“A pochi giorni dalla manifestazione tenutasi nelle vie del centro di Taranto che ha visto la partecipazione della cittadinanza, il Comitato Cittadini e Lavoratori Liberi e Pensanti, dopo i ripetuti attacchi ricevuti per l’assenza al corteo, avverte la necessità di dover dare una risposta alla cittadinanza stessa e a chi da settimane ci offende definendoci “comprati”, “assoggettati” e “sindacalizzati” ed anche molto peggio. Non abbiamo un listino prezzi perché non siamo acquistabili da nessuno: durante le ultime elezioni non eravamo tra i candidati o sostenitori di candidati come molti asserivano.
Abbiamo solo delle idee differenti su metodi, contenuti e tempi per richiamare una città intera alla partecipazione come quella riscontrabile durante le assemblee pubbliche su temi che riguardano da vicino la gente dei quartieri, gli operai in presidio alle portinerie Ilva, i mitilicoltori, i dipendenti AMIU e AMAT con cui abbiamo avuto il piacere di confrontarci, i genitori della scuola elementare Deledda al rione Tamburi che abbiamo sostenuto e continuiamo a sostenere. Ci teniamo a ribadire, per chi ha memoria corta, la posizione del Comitato ricordando un passaggio di una nostra recente conferenza stampa: “VOGLIAMO IL FERMO IMMEDIATO DEGLI IMPIANTI RITENUTI INQUINANTI CON IL CONSEGUENTE REIMPIEGO DEGLI OPERAI NELLE OPERE DI BONIFICA”.
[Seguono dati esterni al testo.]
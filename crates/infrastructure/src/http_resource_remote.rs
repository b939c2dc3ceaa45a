//! REST remote for container resources with long-running operation polling.

use std::time::Duration;

use async_trait::async_trait;
use reqwest::StatusCode;
use serde_json::Value;
use tidegate_application::ResourceRemote;
use tidegate_core::{AppError, AppResult};
use tidegate_domain::{LiveResource, LiveState, ResourceKind, ResourceSpecification};
use tracing::debug;
use url::Url;

const ASYNC_OPERATION_HEADER: &str = "azure-asyncoperation";

#[derive(Debug, Clone, Copy, PartialEq, Eq)]
enum PollMode {
    AsyncOperation,
    Location,
}

#[derive(Debug, Clone, PartialEq, Eq)]
enum OperationState {
    Running,
    Succeeded,
    Failed(String),
}

/// HTTP implementation of the resource remote port.
///
/// Lists with `GET {base}`, applies with `PUT {base}/{name}` and deletes with
/// `DELETE {base}/{name}`. Accepted operations are polled through their
/// async-operation or location URL until they finish.
#[derive(Clone)]
pub struct HttpResourceRemote {
    http_client: reqwest::Client,
    kind: ResourceKind,
    base_url: Url,
    token: Option<String>,
    poll_interval: Duration,
    max_polls: u32,
}

impl HttpResourceRemote {
    /// Creates a remote for `kind` rooted at `base_url`.
    pub fn new(
        http_client: reqwest::Client,
        kind: ResourceKind,
        base_url: &str,
        token: Option<String>,
    ) -> AppResult<Self> {
        let base_url = Url::parse(base_url).map_err(|error| {
            AppError::Validation(format!("invalid {kind} api base url '{base_url}': {error}"))
        })?;
        if base_url.cannot_be_a_base() {
            return Err(AppError::Validation(format!(
                "invalid {kind} api base url '{base_url}'"
            )));
        }

        Ok(Self {
            http_client,
            kind,
            base_url,
            token: token.filter(|token| !token.trim().is_empty()),
            poll_interval: Duration::from_secs(5),
            max_polls: 360,
        })
    }

    /// Overrides the operation polling cadence.
    #[must_use]
    pub fn with_polling(mut self, poll_interval: Duration, max_polls: u32) -> Self {
        self.poll_interval = poll_interval;
        self.max_polls = max_polls.max(1);
        self
    }

    fn resource_url(&self, name: &str) -> AppResult<Url> {
        let mut url = self.base_url.clone();
        url.path_segments_mut()
            .map_err(|()| {
                AppError::Internal(format!("invalid {} api base url", self.kind))
            })?
            .pop_if_empty()
            .push(name);
        Ok(url)
    }

    fn request(&self, method: reqwest::Method, url: &str) -> reqwest::RequestBuilder {
        let builder = self.http_client.request(method, url);
        match &self.token {
            Some(token) => builder.bearer_auth(token),
            None => builder,
        }
    }

    async fn send(
        &self,
        builder: reqwest::RequestBuilder,
        action: &str,
    ) -> AppResult<reqwest::Response> {
        builder.send().await.map_err(|error| {
            AppError::Remote(format!("{} {action} request failed: {error}", self.kind))
        })
    }

    async fn complete(&self, response: reqwest::Response, action: &str) -> AppResult<()> {
        let status = response.status();
        if !status.is_success() {
            return Err(self.unexpected_status(response, action).await);
        }

        let operation = header_value(&response, ASYNC_OPERATION_HEADER)
            .map(|url| (url, PollMode::AsyncOperation))
            .or_else(|| {
                (status == StatusCode::ACCEPTED)
                    .then(|| header_value(&response, reqwest::header::LOCATION.as_str()))
                    .flatten()
                    .map(|url| (url, PollMode::Location))
            });
        let Some((operation_url, mode)) = operation else {
            return Ok(());
        };

        for attempt in 1..=self.max_polls {
            tokio::time::sleep(self.poll_interval).await;
            debug!(kind = %self.kind, action, attempt, "polling remote operation");

            let response = self
                .send(self.request(reqwest::Method::GET, operation_url.as_str()), action)
                .await?;
            let status = response.status();
            if status == StatusCode::ACCEPTED {
                continue;
            }
            if !status.is_success() {
                return Err(self.unexpected_status(response, action).await);
            }

            let body = response.bytes().await.map_err(|error| {
                AppError::Remote(format!("{} {action} poll failed: {error}", self.kind))
            })?;
            let body: Value = if body.is_empty() {
                Value::Null
            } else {
                serde_json::from_slice(&body).map_err(|error| {
                    AppError::Remote(format!(
                        "{} {action} poll returned invalid json: {error}",
                        self.kind
                    ))
                })?
            };

            match operation_state(&body, mode) {
                OperationState::Running => continue,
                OperationState::Succeeded => return Ok(()),
                OperationState::Failed(message) => {
                    return Err(AppError::Remote(format!(
                        "{} {action} operation failed: {message}",
                        self.kind
                    )));
                }
            }
        }

        Err(AppError::Remote(format!(
            "{} {action} operation did not complete after {} polls",
            self.kind, self.max_polls
        )))
    }

    async fn unexpected_status(&self, response: reqwest::Response, action: &str) -> AppError {
        let status = response.status();
        let body = response
            .text()
            .await
            .unwrap_or_else(|_| "<response body unavailable>".to_owned());
        AppError::Remote(format!(
            "{} {action} failed with status {status}: {body}",
            self.kind
        ))
    }

    async fn put(&self, name: &str, specification: &ResourceSpecification) -> AppResult<()> {
        let url = self.resource_url(name)?;
        let response = self
            .send(
                self.request(reqwest::Method::PUT, url.as_str())
                    .json(specification.payload()),
                "apply",
            )
            .await?;

        self.complete(response, "apply").await
    }
}

#[async_trait]
impl ResourceRemote for HttpResourceRemote {
    fn kind(&self) -> ResourceKind {
        self.kind
    }

    async fn list(&self) -> AppResult<LiveState> {
        let mut resources = Vec::new();
        let mut next_url = Some(self.base_url.to_string());

        while let Some(url) = next_url.take() {
            let response = self
                .send(self.request(reqwest::Method::GET, url.as_str()), "list")
                .await?;
            if !response.status().is_success() {
                return Err(self.unexpected_status(response, "list").await);
            }

            let page: Value = response.json().await.map_err(|error| {
                AppError::Remote(format!("{} list returned invalid json: {error}", self.kind))
            })?;
            resources.extend(live_resources_from_page(&page)?);
            next_url = page
                .get("nextLink")
                .and_then(Value::as_str)
                .filter(|link| !link.is_empty())
                .map(str::to_owned);
        }

        Ok(resources.into_iter().collect())
    }

    async fn create(&self, name: &str, specification: &ResourceSpecification) -> AppResult<()> {
        self.put(name, specification).await
    }

    async fn update(&self, name: &str, specification: &ResourceSpecification) -> AppResult<()> {
        self.put(name, specification).await
    }

    async fn delete(&self, name: &str) -> AppResult<()> {
        let url = self.resource_url(name)?;
        let response = self
            .send(self.request(reqwest::Method::DELETE, url.as_str()), "delete")
            .await?;
        if response.status() == StatusCode::NOT_FOUND {
            return Ok(());
        }

        self.complete(response, "delete").await
    }
}

fn header_value(response: &reqwest::Response, name: &str) -> Option<String> {
    response
        .headers()
        .get(name)
        .and_then(|value| value.to_str().ok())
        .map(str::to_owned)
}

fn live_resources_from_page(page: &Value) -> AppResult<Vec<LiveResource>> {
    let Some(items) = page.get("value").and_then(Value::as_array) else {
        return Err(AppError::Remote(
            "list response is missing the 'value' array".to_owned(),
        ));
    };

    items
        .iter()
        .map(|item| {
            let name = item.get("name").and_then(Value::as_str).ok_or_else(|| {
                AppError::Remote("listed resource is missing 'name'".to_owned())
            })?;
            Ok(LiveResource::from_remote_payload(name, item.clone()))
        })
        .collect()
}

// Location polls answer 200/204 without a status once done; async-operation
// polls always carry one.
fn operation_state(body: &Value, mode: PollMode) -> OperationState {
    let Some(status) = body.get("status").and_then(Value::as_str) else {
        return match mode {
            PollMode::Location => OperationState::Succeeded,
            PollMode::AsyncOperation => OperationState::Running,
        };
    };

    match status.to_ascii_lowercase().as_str() {
        "succeeded" => OperationState::Succeeded,
        "failed" | "canceled" | "cancelled" => OperationState::Failed(
            body.get("error")
                .and_then(|error| error.get("message"))
                .and_then(Value::as_str)
                .unwrap_or(status)
                .to_owned(),
        ),
        _ => OperationState::Running,
    }
}
use async_trait::async_trait;
use tidegate_core::AppResult;
use tidegate_domain::DeclaredSnapshot;

/// Declared state read from the source of truth together with its revision.
#[derive(Debug, Clone, Default)]
pub struct DeclaredSource {
    /// Parsed entries for every kind; parse failures are kept as error entries.
    pub snapshot: DeclaredSnapshot,
    /// Revision identifier of the source, e.g. a commit hash.
    pub revision: String,
}

/// Port for reading declared state.
#[async_trait]
pub trait ManifestSource: Send + Sync {
    /// Returns the current declared snapshot and revision.
    async fn fetch(&self) -> AppResult<DeclaredSource>;
}
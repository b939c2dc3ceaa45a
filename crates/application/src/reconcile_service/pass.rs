use super::*;

impl ReconcileService {
    /// Runs one reconciliation pass, then notifies and records metrics.
    ///
    /// Returns the reconciliation error when the pass failed. A notification
    /// failure is returned only when the pass itself succeeded.
    pub async fn reconcile(&self) -> AppResult<PassReport> {
        let started_at = Instant::now();
        let (revision, result) = self.run_pass().await;

        let notification_name = self.config.notification_name.as_str();
        let event = match &result {
            Ok(_) => NotificationEvent::success(revision.as_str(), notification_name),
            Err(error) => {
                NotificationEvent::failure(revision.as_str(), notification_name, error.to_string())
            }
        };
        let notify_result = self.notify(event).await;
        self.record_metrics(started_at, result.is_ok()).await;

        match (result, notify_result) {
            (Ok(report), Ok(())) => {
                info!(
                    revision = %report.revision,
                    actions = report.actions.len(),
                    "reconciliation finished"
                );
                Ok(report)
            }
            (Ok(_), Err(notify_error)) => Err(notify_error),
            (Err(error), Ok(())) => Err(error),
            (Err(error), Err(notify_error)) => {
                warn!(error = %notify_error, "failed to send failure notification");
                Err(error)
            }
        }
    }

    async fn run_pass(&self) -> (String, AppResult<PassReport>) {
        let DeclaredSource {
            mut snapshot,
            revision,
        } = match self.source.fetch().await {
            Ok(source) => source,
            Err(error) => {
                return (
                    String::new(),
                    Err(error.context("failed to get declared state")),
                );
            }
        };

        if let Some(error) = snapshot.error() {
            return (
                revision,
                Err(AppError::Validation(format!(
                    "declared state contains errors, stopping reconciliation: {error}"
                ))),
            );
        }

        let result = self
            .converge(&mut snapshot)
            .await
            .map(|actions| PassReport {
                revision: revision.clone(),
                actions,
            });

        (revision, result)
    }

    async fn notify(&self, event: NotificationEvent) -> AppResult<()> {
        let Some(notifications) = &self.notifications else {
            return Ok(());
        };

        notifications.notify(event).await.map(|_| ())
    }

    async fn record_metrics(&self, started_at: Instant, success: bool) {
        let Some(metrics) = &self.metrics else {
            return;
        };

        if let Err(error) = metrics.record_int(metric_names::RECONCILE_COUNT, 1).await {
            warn!(%error, metric = metric_names::RECONCILE_COUNT, "failed to record metric");
        }
        if let Err(error) = metrics
            .record_duration(metric_names::RECONCILE_DURATION, started_at.elapsed())
            .await
        {
            warn!(%error, metric = metric_names::RECONCILE_DURATION, "failed to record metric");
        }
        if let Err(error) = metrics
            .record_success(metric_names::RECONCILE_SUCCESS, success)
            .await
        {
            warn!(%error, metric = metric_names::RECONCILE_SUCCESS, "failed to record metric");
        }
    }
}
Contrariamente a ciò che alcuni credono, è opportuno chiarire che sostenere il Gip Patrizia Todisco non significa volere la chiusura dell’Ilva: le ordinanze della Magistratura non impongono il fermo totale degli impianti dell’area a caldo ma, anzi, permettono a 2 dei 5 altoforni di restare in marcia. La manifestazione del 7 Aprile ha avuto come contorno slogan come “TARANTO SENZA ILVA”. Questo non fa altro che ricreare quel solco tra cittadini e operai che dal 2 Agosto abbiamo cercato in tutti i modi di ridurre. Forse, sarebbe opportuno chiedersi come mai neanche quattro mesi fa, era il 15 Dicembre, la manifestazione contro il decreto Salva-Ilva ha visto una partecipazione maggiore di operai che, con le loro famiglie, condividevano i punti di quella piattaforma e che se ci fossero stati il 7 Aprile accanto a quegli slogan oggi avrebbero difficoltà a presentarsi in fabbrica.
Rimane il fatto che quando la città si muove è sempre un evento da considerare positivamente; a questo movimento però va dato un seguito, più partecipato e più frequente a prescindere dai risultati ottenuti dalla Magistratura e dalla recente e scontata decisione della Consulta. La stessa, lo ricordiamo, è composta da giudici per 1/3 nominati dalle supreme magistrature e per 2/3 da quelli nominati dal Presidente della Repubblica e dal Parlamento, gli stessi che hanno caldeggiato e convertito in legge a tempo di record il decreto Salva-Ilva.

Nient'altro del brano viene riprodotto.